Burdo’s foods were a spellbinding delight, sugarplum fairies that flew into your mouth, fountains of chocolate and his turducken one-upped the owlbear by combining three creatures into one, raised purely for the eating. His garlic-chilli dire-chicken was to die for, and many did die in battle with dire chickens to ensure a steady supply for the high tables.

Then it all went wrong.

The wastage from uneaten food and continuous kitchen-spellcasting began to have side effects, trolls in the pantry, mutations in the wait-staff and then – most spectacularly – the emergence of an entirely new breed of beholder in the sewers beneath the kitchens.

Burdo quit in disgrace and fled to the south in a personal quest to explore as many dungeons and drive-ins, and dragons and dives as he could, providing the spoils to the people as an apology. His lost spellbook is said to be in the hands of a cakeholder and to contain a wealth of lost magic. These apocryphally include:

Splashback, Onion Ward, Chilli Touch, Pilot Light, Condiment Spray, Ray of Frosting, Disguise Food, Expeditious Service, Protection from Haute Cuisine, Food Coma, Unseen Sous-Chef, Enlarge/Shrink Portion, Melf’s Acid Reflux, Animate Food, Barbecue Ball, Leomund’s Tiny Kitchen, Appetising Cloud, Banish Calories, Control Lard, Leomund’s Secret Pantry, Wall of Cake, Create Omnomculous, Otto’s Irresistable Cookies, Finger of Fudge, Ramsey’s Harsh Power Word and Profiterole Swarm.

As to the cakeholders themselves, they continue to proliferate, a strange being made of your actual cake, layer upon layer of sponge, chocolate, jam, cream and berries, brought to some unholy life. An unsavoury beast, in every meaning of the word.

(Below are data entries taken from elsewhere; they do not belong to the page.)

//! Slider service lifecycle
//!
//! `init` restores the resting policy from sysfs, starts the policy worker
//! and the queue consumer; `observe` attaches the live uevent source;
//! `shutdown` releases all of it in reverse order.

use std::path::Path;
use std::sync::Arc;

use anyhow::{Context, Result};
use tokio::sync::broadcast;
use tokio::task::JoinHandle;
use tracing::{debug, info, warn};

use crate::config::Config;
use crate::events::SliderEvent;
use crate::executor::{
    ApplyMode, Collaborators, MuteTracker, PolicyExecutor, PolicySubmitter, PolicyWorker,
};
use crate::hardware::{self, ListenerError, SliderListener, UeventSource};
use crate::queue::PositionQueue;

pub struct SliderService {
    queue: Arc<PositionQueue>,
    listener: SliderListener,
    consumer: JoinHandle<()>,
    worker: PolicyWorker,
    mute: MuteTracker,
}

impl SliderService {
    /// Restore the current slider policy and start processing positions
    ///
    /// Must be called from within a tokio runtime.
    pub fn init(
        config: &Config,
        collaborators: Collaborators,
        event_tx: broadcast::Sender<SliderEvent>,
    ) -> Result<Self> {
        let mute = MuteTracker::new();
        let mut executor = PolicyExecutor::new(
            collaborators,
            mute.clone(),
            config.user_id,
            config.confirm,
            event_tx,
        );

        recover(&mut executor, &config.state_dir);

        let worker = PolicyWorker::spawn(executor).context("failed to spawn policy worker")?;
        let queue = Arc::new(PositionQueue::new());
        let consumer = tokio::spawn(consume_positions(Arc::clone(&queue), worker.submitter()));
        let listener = SliderListener::new(config.uevent_aliases.clone(), Arc::clone(&queue));

        info!("slider service initialized");

        Ok(Self {
            queue,
            listener,
            consumer,
            worker,
            mute,
        })
    }

    /// Start feeding live slider moves from `source`
    pub fn observe<S>(&self, source: S) -> Result<(), ListenerError>
    where
        S: UeventSource + 'static,
    {
        self.listener.start(source)
    }

    /// Shared flag cleared by the mute-state observer
    pub fn mute_tracker(&self) -> MuteTracker {
        self.mute.clone()
    }

    /// Stop observing, drain the queue and wait for the worker
    pub async fn shutdown(self) -> Result<()> {
        let Self {
            queue,
            listener,
            consumer,
            worker,
            ..
        } = self;

        tokio::task::spawn_blocking(move || listener.stop())
            .await
            .context("failed to stop slider listener")?;

        queue.close();
        consumer.await.context("position consumer failed")?;

        tokio::task::spawn_blocking(move || worker.shutdown())
            .await
            .context("failed to stop policy worker")?;

        info!("slider service stopped");
        Ok(())
    }
}

/// Apply the snapshot position without haptics, media changes or dialog
fn recover(executor: &mut PolicyExecutor, state_dir: &Path) {
    match hardware::read_position(state_dir) {
        Ok(Some(position)) => {
            if let Err(e) = executor.execute(position, ApplyMode::Recovery) {
                warn!(%position, %e, "startup recovery aborted");
            }
        }
        Ok(None) => warn!("slider snapshot not decodable, skipping recovery"),
        Err(e) => warn!(%e, "no slider snapshot, skipping recovery"),
    }
}

/// Feed positions to the worker one cycle at a time
///
/// The next position is taken from the queue only after the running cycle
/// finished, so moves made meanwhile collapse into the latest one.
async fn consume_positions(queue: Arc<PositionQueue>, submitter: PolicySubmitter) {
    debug!("position consumer started");

    while let Some(position) = queue.consume().await {
        let Some(done) = submitter.submit(position) else {
            warn!(%position, "policy worker gone, dropping position");
            break;
        };
        if done.await.is_err() {
            warn!(%position, "policy worker exited mid-cycle");
            break;
        }
    }

    debug!("position consumer stopped");
}

#[cfg(test)]
mod tests {
    use super::*;
    use crate::executor::testing::{Call, Recorder};
    use crate::hardware::testing::ScriptedSource;
    use crate::hardware::datagram;
    use crate::policy::{Policy, Position, RingerMode, ZenMode};
    use std::time::Duration;
    use tempfile::TempDir;

    fn config(state_dir: &Path) -> Config {
        let mut config = Config::from_lookup(|_| None).unwrap();
        config.state_dir = state_dir.to_owned();
        config.confirm.poll_interval = Duration::from_millis(1);
        config
    }

    fn write_snapshot(base: &TempDir, content: &str) {
        let node = base.path().join("extcon1");
        std::fs::create_dir_all(&node).unwrap();
        std::fs::write(node.join("state"), content).unwrap();
    }

    fn dialogs(recorder: &Recorder) -> Vec<Call> {
        recorder
            .calls()
            .into_iter()
            .filter(|c| matches!(c, Call::Dialog(..)))
            .collect()
    }

    async fn wait_for_dialogs(recorder: &Recorder, count: usize) -> Vec<Call> {
        for _ in 0..400 {
            let dialogs = dialogs(recorder);
            if dialogs.len() >= count {
                return dialogs;
            }
            tokio::time::sleep(Duration::from_millis(5)).await;
        }
        dialogs(recorder)
    }

    #[tokio::test]
    async fn test_recovery_applies_without_side_effects() {
        let base = TempDir::new().unwrap();
        write_snapshot(&base, "USB=1\nHOST=0\nnull)=1\n");
        let recorder = Recorder::new();
        let (tx, mut rx) = broadcast::channel(16);

        let service = SliderService::init(&config(base.path()), recorder.collaborators(), tx).unwrap();
        assert_eq!(
            recorder.calls(),
            vec![Call::Ringer(RingerMode::Vibrate), Call::Zen(ZenMode::Off)]
        );
        assert_eq!(
            rx.try_recv().unwrap(),
            SliderEvent::PolicyApplied {
                position: Position::Middle,
                policy: Policy::Vibrate,
                restored: true,
            }
        );

        service.shutdown().await.unwrap();
    }

    #[tokio::test]
    async fn test_missing_snapshot_is_not_fatal() {
        let base = TempDir::new().unwrap();
        let recorder = Recorder::new();
        let (tx, _rx) = broadcast::channel(16);

        let service = SliderService::init(&config(base.path()), recorder.collaborators(), tx).unwrap();
        assert!(recorder.calls().is_empty());
        service.shutdown().await.unwrap();
    }

    #[tokio::test]
    async fn test_live_move_reaches_dialog() {
        let base = TempDir::new().unwrap();
        write_snapshot(&base, "USB=0\nHOST=1\nnull)=1\n");
        let recorder = Recorder::new();
        let (tx, _rx) = broadcast::channel(16);

        let service = SliderService::init(&config(base.path()), recorder.collaborators(), tx).unwrap();
        let source = ScriptedSource(
            vec![datagram(
                "change@/devices/virtual/switch/tri-state-key",
                &["SWITCH_STATE=1"],
            )]
            .into(),
        );
        service.observe(source).unwrap();

        assert_eq!(
            wait_for_dialogs(&recorder, 1).await,
            vec![Call::Dialog(Policy::Silent, Position::Top)]
        );
        service.shutdown().await.unwrap();
    }

    #[tokio::test]
    async fn test_moves_during_confirm_collapse_to_latest() {
        let base = TempDir::new().unwrap();
        let recorder = Recorder::new();
        recorder.settings.set("alert_slider_top", 0, "dnd");
        // Roughly 300ms of confirming for every zen change
        recorder.lag_zen_by(30);
        let (tx, _rx) = broadcast::channel(64);

        let mut config = config(base.path());
        config.confirm.poll_interval = Duration::from_millis(10);
        let service = SliderService::init(&config, recorder.collaborators(), tx).unwrap();

        service.queue.publish(Position::Top);
        tokio::time::sleep(Duration::from_millis(20)).await;
        for position in [Position::Middle, Position::Bottom, Position::Middle, Position::Top] {
            service.queue.publish(position);
            tokio::time::sleep(Duration::from_millis(20)).await;
        }

        // The bounce while Top was confirming runs as one cycle for its last value
        assert_eq!(
            wait_for_dialogs(&recorder, 2).await,
            vec![
                Call::Dialog(Policy::DoNotDisturb, Position::Top),
                Call::Dialog(Policy::DoNotDisturb, Position::Top),
            ]
        );

        service.shutdown().await.unwrap();
        assert_eq!(dialogs(&recorder).len(), 2);
    }
}
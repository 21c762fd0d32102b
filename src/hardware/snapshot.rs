//! Startup snapshot of the slider state from sysfs
//!
//! The extcon node index differs between boards, so the base directory is
//! scanned for the first `extcon<N>` child and its `state` file is read.

use std::fs;
use std::io;
use std::path::{Path, PathBuf};

use tracing::debug;

use super::normalize::normalize_composite;
use crate::policy::Position;

const NODE_PREFIX: &str = "extcon";
const STATE_FILE: &str = "state";

/// Errors reading the startup snapshot
#[derive(Debug, thiserror::Error)]
pub enum SnapshotError {
    #[error("cannot scan {}: {source}", path.display())]
    Scan { path: PathBuf, source: io::Error },

    #[error("no extcon node under {}", .0.display())]
    NoNode(PathBuf),

    #[error("cannot read {}: {source}", path.display())]
    Read { path: PathBuf, source: io::Error },
}

/// Locate the slider's state file under `base_dir`
pub fn find_state_file(base_dir: &Path) -> Result<PathBuf, SnapshotError> {
    let entries = fs::read_dir(base_dir).map_err(|source| SnapshotError::Scan {
        path: base_dir.to_owned(),
        source,
    })?;

    let mut nodes: Vec<PathBuf> = entries
        .filter_map(|entry| entry.ok())
        .filter(|entry| is_node_name(&entry.file_name().to_string_lossy()))
        .map(|entry| entry.path())
        .collect();
    nodes.sort();

    nodes
        .into_iter()
        .next()
        .map(|node| node.join(STATE_FILE))
        .ok_or_else(|| SnapshotError::NoNode(base_dir.to_owned()))
}

/// Read the current slider position, `Ok(None)` if the content is not decodable
pub fn read_position(base_dir: &Path) -> Result<Option<Position>, SnapshotError> {
    let path = find_state_file(base_dir)?;
    let content = fs::read_to_string(&path).map_err(|source| SnapshotError::Read {
        path: path.clone(),
        source,
    })?;

    let position = normalize_composite(&content);
    debug!(?path, ?position, "read slider snapshot");
    Ok(position)
}

fn is_node_name(name: &str) -> bool {
    name.strip_prefix(NODE_PREFIX)
        .is_some_and(|index| !index.is_empty() && index.bytes().all(|b| b.is_ascii_digit()))
}
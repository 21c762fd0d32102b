//! Recording collaborators for executor tests

use std::sync::atomic::{AtomicU32, Ordering};
use std::sync::{Arc, Mutex};

use super::machine::Collaborators;
use super::mute::MuteTracker;
use crate::adapters::MemorySettings;
use crate::policy::{HapticEffect, Policy, Position, RingerMode, ZenMode};
use crate::provider::{AudioControl, DialogPresenter, HapticDriver};

#[derive(Debug, Clone, PartialEq, Eq)]
pub enum Call {
    Ringer(RingerMode),
    Zen(ZenMode),
    Mute(bool),
    Haptic(HapticEffect),
    Dialog(Policy, Position),
    Relayout,
}

#[derive(Default)]
struct Zen {
    previous: ZenMode,
    requested: ZenMode,
}

/// Records every collaborator call in order
///
/// The zen mode reads back as the previous value until `lag` polls have been
/// made since the last request.
#[derive(Default)]
pub struct Log {
    calls: Mutex<Vec<Call>>,
    zen: Mutex<Zen>,
    zen_lag: AtomicU32,
    zen_polls: AtomicU32,
}

impl Log {
    fn push(&self, call: Call) {
        self.calls.lock().unwrap().push(call);
    }
}

impl AudioControl for Log {
    fn set_ringer_mode(&self, mode: RingerMode) {
        self.push(Call::Ringer(mode));
    }

    fn set_zen_mode(&self, mode: ZenMode) {
        let mut zen = self.zen.lock().unwrap();
        zen.previous = zen.requested;
        zen.requested = mode;
        self.zen_polls.store(0, Ordering::SeqCst);
        self.push(Call::Zen(mode));
    }

    fn zen_mode(&self) -> ZenMode {
        let polls = self.zen_polls.fetch_add(1, Ordering::SeqCst) + 1;
        let zen = self.zen.lock().unwrap();
        if polls >= self.zen_lag.load(Ordering::SeqCst) {
            zen.requested
        } else {
            zen.previous
        }
    }

    fn set_media_muted(&self, muted: bool) {
        self.push(Call::Mute(muted));
    }
}

impl HapticDriver for Log {
    fn has_vibrator(&self) -> bool {
        true
    }

    fn play(&self, effect: HapticEffect) {
        self.push(Call::Haptic(effect));
    }
}

impl DialogPresenter for Log {
    fn show(&self, policy: Policy, position: Position) {
        self.push(Call::Dialog(policy, position));
    }

    fn configuration_changed(&self) {
        self.push(Call::Relayout);
    }
}

pub struct Recorder {
    pub log: Arc<Log>,
    pub settings: Arc<MemorySettings>,
    pub mute: MuteTracker,
}

impl Recorder {
    pub fn new() -> Self {
        Self {
            log: Arc::new(Log::default()),
            settings: Arc::new(MemorySettings::new()),
            mute: MuteTracker::new(),
        }
    }

    pub fn collaborators(&self) -> Collaborators {
        Collaborators {
            settings: self.settings.clone(),
            audio: self.log.clone(),
            haptics: self.log.clone(),
            dialog: self.log.clone(),
        }
    }

    /// Ringer, zen, haptic and dialog calls; mute calls are in `mute_calls`
    pub fn calls(&self) -> Vec<Call> {
        self.log
            .calls
            .lock()
            .unwrap()
            .iter()
            .filter(|c| !matches!(c, Call::Mute(_)))
            .cloned()
            .collect()
    }

    pub fn mute_calls(&self) -> Vec<bool> {
        self.log
            .calls
            .lock()
            .unwrap()
            .iter()
            .filter_map(|c| match c {
                Call::Mute(muted) => Some(*muted),
                _ => None,
            })
            .collect()
    }

    pub fn clear_calls(&self) {
        self.log.calls.lock().unwrap().clear();
    }

    pub fn lag_zen_by(&self, polls: u32) {
        self.log.zen_lag.store(polls, Ordering::SeqCst);
    }

    pub fn zen_polls(&self) -> u32 {
        self.log.zen_polls.load(Ordering::SeqCst)
    }
}
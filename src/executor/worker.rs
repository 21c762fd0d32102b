//! Single worker thread running policy cycles
//!
//! Cycles block while the zen change is confirmed, so they run on their own
//! thread and never stall the async consumer loop. One thread means at most
//! one cycle at a time, in submission order. Each submission carries a
//! completion signal so the submitter can hold back the next position until
//! the current cycle is done.

use std::sync::mpsc;
use std::thread::{self, JoinHandle};

use tokio::sync::oneshot;
use tracing::{info, warn};

use super::machine::{report_failure, ApplyMode, PolicyExecutor};
use crate::policy::Position;

struct Job {
    position: Position,
    done: oneshot::Sender<()>,
}

/// Handle for submitting positions to the worker
#[derive(Clone)]
pub struct PolicySubmitter {
    tx: mpsc::Sender<Job>,
}

impl PolicySubmitter {
    /// Hand a live cycle to the worker
    ///
    /// The returned receiver resolves once the cycle has finished, whether
    /// it succeeded or not. `None` once the worker has exited.
    pub fn submit(&self, position: Position) -> Option<oneshot::Receiver<()>> {
        let (done, finished) = oneshot::channel();
        self.tx.send(Job { position, done }).ok()?;
        Some(finished)
    }
}

pub struct PolicyWorker {
    submitter: PolicySubmitter,
    handle: JoinHandle<PolicyExecutor>,
}

impl PolicyWorker {
    pub fn spawn(mut executor: PolicyExecutor) -> std::io::Result<Self> {
        let (tx, rx) = mpsc::channel::<Job>();

        let handle = thread::Builder::new()
            .name("policy-worker".to_string())
            .spawn(move || {
                info!("policy worker started");
                while let Ok(Job { position, done }) = rx.recv() {
                    if let Err(e) = executor.execute(position, ApplyMode::Live) {
                        report_failure(position, &e);
                    }
                    // Submitter may have stopped waiting
                    let _ = done.send(());
                }
                info!("policy worker stopped");
                executor
            })?;

        Ok(Self {
            submitter: PolicySubmitter { tx },
            handle,
        })
    }

    pub fn submitter(&self) -> PolicySubmitter {
        self.submitter.clone()
    }

    /// Finish submitted cycles and hand the executor back
    ///
    /// Every `PolicySubmitter` clone must be dropped first or this waits
    /// for them.
    pub fn shutdown(self) -> Option<PolicyExecutor> {
        drop(self.submitter);
        match self.handle.join() {
            Ok(executor) => Some(executor),
            Err(_) => {
                warn!("policy worker panicked");
                None
            }
        }
    }
}
//! IPC module for daemon-UI communication

mod protocol;
mod server;

pub use server::{Server, ServerHooks};
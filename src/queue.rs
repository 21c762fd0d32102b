//! Single-slot, latest-value-wins position queue
//!
//! Producers (the uevent thread) overwrite the slot without blocking; the
//! one consumer task suspends until a value is present. A burst published
//! before the consumer wakes collapses to its last value.

use std::sync::Mutex;

use tokio::sync::Notify;
use tracing::trace;

use crate::policy::Position;

#[derive(Debug, Default)]
struct Slot {
    pending: Option<Position>,
    closed: bool,
}

/// Overwrite queue between hardware notifications and the policy worker
#[derive(Debug, Default)]
pub struct PositionQueue {
    slot: Mutex<Slot>,
    ready: Notify,
}

impl PositionQueue {
    pub fn new() -> Self {
        Self::default()
    }

    /// Replace any unconsumed position with `position`
    pub fn publish(&self, position: Position) {
        {
            let mut slot = self.lock();
            if slot.closed {
                return;
            }
            if let Some(superseded) = slot.pending.replace(position) {
                trace!(%superseded, %position, "pending position superseded");
            }
        }
        self.ready.notify_one();
    }

    /// Wait for the next position; `None` once the queue is closed and drained
    pub async fn consume(&self) -> Option<Position> {
        loop {
            {
                let mut slot = self.lock();
                if let Some(position) = slot.pending.take() {
                    return Some(position);
                }
                if slot.closed {
                    return None;
                }
            }
            // notify_one stores a permit when nobody waits, so a publish
            // between the check above and this await is not lost.
            self.ready.notified().await;
        }
    }

    /// Stop accepting positions and wake the consumer
    pub fn close(&self) {
        self.lock().closed = true;
        self.ready.notify_one();
    }

    fn lock(&self) -> std::sync::MutexGuard<'_, Slot> {
        // The slot holds plain data, so a poisoned lock is still consistent.
        self.slot.lock().unwrap_or_else(|poisoned| poisoned.into_inner())
    }
}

(Not to be confused with other sub-species such as the cupholder or the cuckolder)

Cakeholder
Large Aberration, lawful-delicious or delicious-evil
Armour Class: 16 (Natural Armour)
Hit Points: 180 (19d10+76)
Speed: 0 ft, fly 20 ft (hover)

Strength 10 (+0)
Dex 12 (+1)
Con 18 (+4)
Int 16 (+3)
Wis 15 (+2)
Cha 20 (+5)

Saving Throws: Int +8, Wis +7, Cha +10
Skills: Perception +7, Deception +10

Condition Immunities: Prone
Damage Resistances: Slashing, Piercing, Cold
Damage Vulnerabilities: Bite attacks and bludgeoning.

Senses: Darkvision 120 ft, Passive Perception 17 (Cakeholder’s cast dim light from their candles in a 10 ft radius)

Cakeholders have low-level telekinesis, enough to use kitchen equipment.

Language: Deep Speech, Undercommon, Baker’s Tongue

Challenge 13 (10,000 xp)

Ice Cream Cone: The cakeholder’s central eye creates an area of rich, creamy coolness in a 150 ft cone. At the start of each turn, any character within that cone must make a Constitution Save against a DC of 17 or suffer an ice cream headache (so long as they remain within the area). They are considered to be three levels of exhausted, and this adds on to any existing levels of exhaustion.

Actions
Bite: Despite rampant tooth decay, the cakeholder is still a formidable biter, their remaining teeth honed to razor edges on day-old bran muffins. Melee Weapon Attack: +4 to hit, Reach 5 ft, one target. Hit: 11 (3d6) piercing damage.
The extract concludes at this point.